II. Les remises en cause issues de la fin de la guerre froide

L’approche réaliste et stato-centrée a été maintenue pendant la période d’après-guerre et pendant la bipolarité de la guerre froide, mais depuis la fin des années 90, les phénomènes de mondialisation, de transnationalisation, de fragmentation, l’émergence des réseaux, les diasporas, etc. ont donné lieu à une nouvelle lecture du monde. Les thèmes du chaos, du désordre, de l’hétérogénéité, du clash civilisationnel, de la balkanisation énoncés dans le discours des néoréalistes ont remplacé l’idée de l’ordre et de la certitude introduisant la question du doute, de la peur épistémologique, de l’incertitude. L’Etat n’est plus alors l’acteur central et il convient de replacer la préservation de la sécurité et la promotion de la paix dans une approche plus large : les acteurs sont plus nombreux, la société civile intégrant la sphère internationale, les acteurs religieux sont de nouveaux pris en considération tout comme les cultures dans leur diversité. On reconnaît là les thèses d’Huntington par exemple. Par ailleurs, la mondialisation réinscrit l’économie dans le champ et celui du problème de la régulation politique de l’économie ; le champ de l’aide au développement en est bouleversé. Cette approche est actuellement assez bien représentée au sein de l’expertise développée par Irénées. L’association en reproduit d’une certaines façon les limites : quels sont les acteurs centraux, quels sont les acteurs secondaires ? Comment hiérarchiser les enjeux pour la paix aujourd’hui ? Les remises en cause de l’ordre bipolaire débouchent sur une incertitude fondamentale dont les « Livres blancs » de la défense, dans les différents pays, constituent des exemples probants de par leur difficulté à discerner le « visage » de l’ennemi. De la même façon, on se perd un peu en conjectures dans la banque de données d’Irénées, de par l’absence de hiérarchie des enjeux et peut-être de choix annoncés et revendiqués d’une lecture des relations internationales contemporaines.

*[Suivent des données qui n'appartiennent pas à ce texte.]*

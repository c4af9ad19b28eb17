pub mod api;
pub mod media_stream;
use std::net::SocketAddr;
use std::path::PathBuf;

use axum_server::tls_rustls::RustlsConfig;
use clap::{Parser, Subcommand};
use tokio::net::TcpListener;
use tracing::info;

use anyhow::anyhow;

use waav_relay::{ServerConfig, build_router, state::AppState};

/// WaaV Relay - Telephony to realtime speech AI bridge
#[derive(Parser, Debug)]
#[command(name = "waav-relay")]
#[command(version, about, long_about = None)]
struct Cli {
    /// Path to configuration file (YAML)
    #[arg(short = 'c', long = "config", value_name = "FILE")]
    config: Option<PathBuf>,

    /// Subcommand to run
    #[command(subcommand)]
    command: Option<Commands>,
}

#[derive(Subcommand, Debug)]
enum Commands {
    /// Load and validate configuration, then exit
    CheckConfig,
}

fn load_config(path: Option<&PathBuf>) -> anyhow::Result<ServerConfig> {
    match path {
        Some(config_path) => {
            println!("Loading configuration from {}", config_path.display());
            ServerConfig::from_file(config_path).map_err(|e| anyhow!(e.to_string()))
        }
        None => ServerConfig::from_env().map_err(|e| anyhow!(e.to_string())),
    }
}

#[tokio::main]
async fn main() -> anyhow::Result<()> {
    // Load .env file if it exists (must be done before config loading)
    let _ = dotenvy::dotenv();

    // Initialize tracing
    tracing_subscriber::fmt::init();

    // Initialize crypto provider for TLS connections
    // This must be done before any TLS connections are attempted
    rustls::crypto::ring::default_provider()
        .install_default()
        .map_err(|_| anyhow!("Failed to install default crypto provider"))?;

    let cli = Cli::parse();
    let config = load_config(cli.config.as_ref())?;

    if let Some(Commands::CheckConfig) = cli.command {
        println!(
            "Configuration OK: listening on {} (TLS {}), model {}, voice {}",
            config.address(),
            if config.is_tls_enabled() { "on" } else { "off" },
            config.realtime_model,
            config.realtime_voice
        );
        return Ok(());
    }

    let address = config.address();
    let tls_config = config.tls.clone();
    info!(
        model = %config.realtime_model,
        voice = %config.realtime_voice,
        greet_first = config.greet_first,
        max_pending_marks = config.max_pending_marks,
        mark_overflow_policy = %config.mark_overflow_policy,
        "Relay configured"
    );
    println!("Starting server on {address}");

    let app_state = AppState::new(config);
    let app = build_router(app_state);

    // Parse socket address
    let socket_addr: SocketAddr = address
        .parse()
        .map_err(|e| anyhow!("Invalid server address '{}': {}", address, e))?;

    // Start server with or without TLS
    if let Some(tls) = tls_config {
        let rustls_config = RustlsConfig::from_pem_file(&tls.cert_path, &tls.key_path)
            .await
            .map_err(|e| {
                anyhow!(
                    "Failed to load TLS certificates from {} and {}: {}",
                    tls.cert_path.display(),
                    tls.key_path.display(),
                    e
                )
            })?;

        println!("Server listening on https://{} (TLS enabled)", socket_addr);

        axum_server::bind_rustls(socket_addr, rustls_config)
            .serve(app.into_make_service_with_connect_info::<SocketAddr>())
            .await
            .map_err(|e| anyhow!("TLS server error: {}", e))?;
    } else {
        println!("Server listening on http://{}", socket_addr);

        let listener = TcpListener::bind(&socket_addr).await?;
        axum::serve(
            listener,
            app.into_make_service_with_connect_info::<SocketAddr>(),
        )
        .await?;
    }

    Ok(())
}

Mais, ici encore, un élargissement des travaux traditionnels issus de cette seconde phase historique post-guerre froide nous amènent à contrebalancer cette perception d’un changement : dès lors que l’on intègre dans notre analyse des sociétés non pas seulement la thématique de la sécurité mais aussi celle du changement, et donc celle de l’ordre et du désordre, alors on peut inclure dans nos approches les travaux désormais traditionnels d’Edgar Morin sur l’entropie et la néguentropie (la Méthode), ceux de De Rosnay et ceux plus récents d’Henri Atlan, notamment le dernier, Le vivant post-génomique, qui porte sur l’auto-organisation et qui est riche d’apports pour notre compréhension de la gouvernance.

Ces brèves remarques manifestent l’enjeu actuel pour Irénées : en rester à une approche classique des travaux portant sur la paix et la sécurité, en intégrant les phases les plus récentes des travaux ; ou situer le travail à un niveau plus fondamental, qui intègre l’approche de la paix dans une approche plus globale sur les mutations contemporaines d’une part et une réflexion référée aux cycles d’ordre et de désordre liés au changement.

Sur le plan de l’analyse, ceci renvoie à une question globale déjà posée, mais en d’autres termes : peut-on continuer à concevoir la sécurité comme une question de défense et de stratégie ? Et comment situer les justes contours d’une approche sur la paix si l’on ne veut pas diluer la notion ou en faire simplement l’équivalent de la démocratie ?

III. Entre société du risque et sécurité humaine

Parmi les auteurs récents, Barry Buzan est l’un de ceux à qui on doit une interrogation sur les relations entre sécurité et défense ainsi qu’une tentative de théorisation de la question de la sécurité. Dans son livre People, States and Fear, publié initialement en 1987, Buzan a affirmé que la sécurité ne se réduisait pas à la seule sécurité nationale (ou la sécurité de l’Etat), mais qu’elle s’élargissait à de nouveaux objets et secteurs. Ces secteurs sont le militaire, le politique, l’économique, l’environnemental et le sociétal. Cependant, l’analyse de Buzan ne se limitait pas à décrire ce phénomène, mais elle tentait aussi de l’expliquer. Pour ce faire, il semblait affirmer que l’élargissement de la sécurité était le résultat de l’apparition de nouvelles menaces « objectives » contre les sociétés occidentales. Ainsi faisant, Buzan a anticipé sur une approche contemporaine que l’on retrouvera dans notre typologie. D’une certaine manière, Buzan décrivait au niveau international ce que Beck constatait au sein des sociétés et analysait comme l’émergence de « société du risque ». Si une tradition intellectuelle a pensé la sécurité et la paix en fonction des menaces, l’on conçoit que le terme de risque est différent, faisant passer l’analyse de secteurs déterminés – des acteurs et des armes identifiés – à l’idée de menaces plus diffuses, relevant finalement des effets pervers, au sens sociologique du terme, des interactions multiples des actions humaines : ainsi des thématiques environnementales, ou de la biopolitique. Pour Irénées, se dégage ici une autre piste de recherche : que signifie pour l’association la « société du risque » ?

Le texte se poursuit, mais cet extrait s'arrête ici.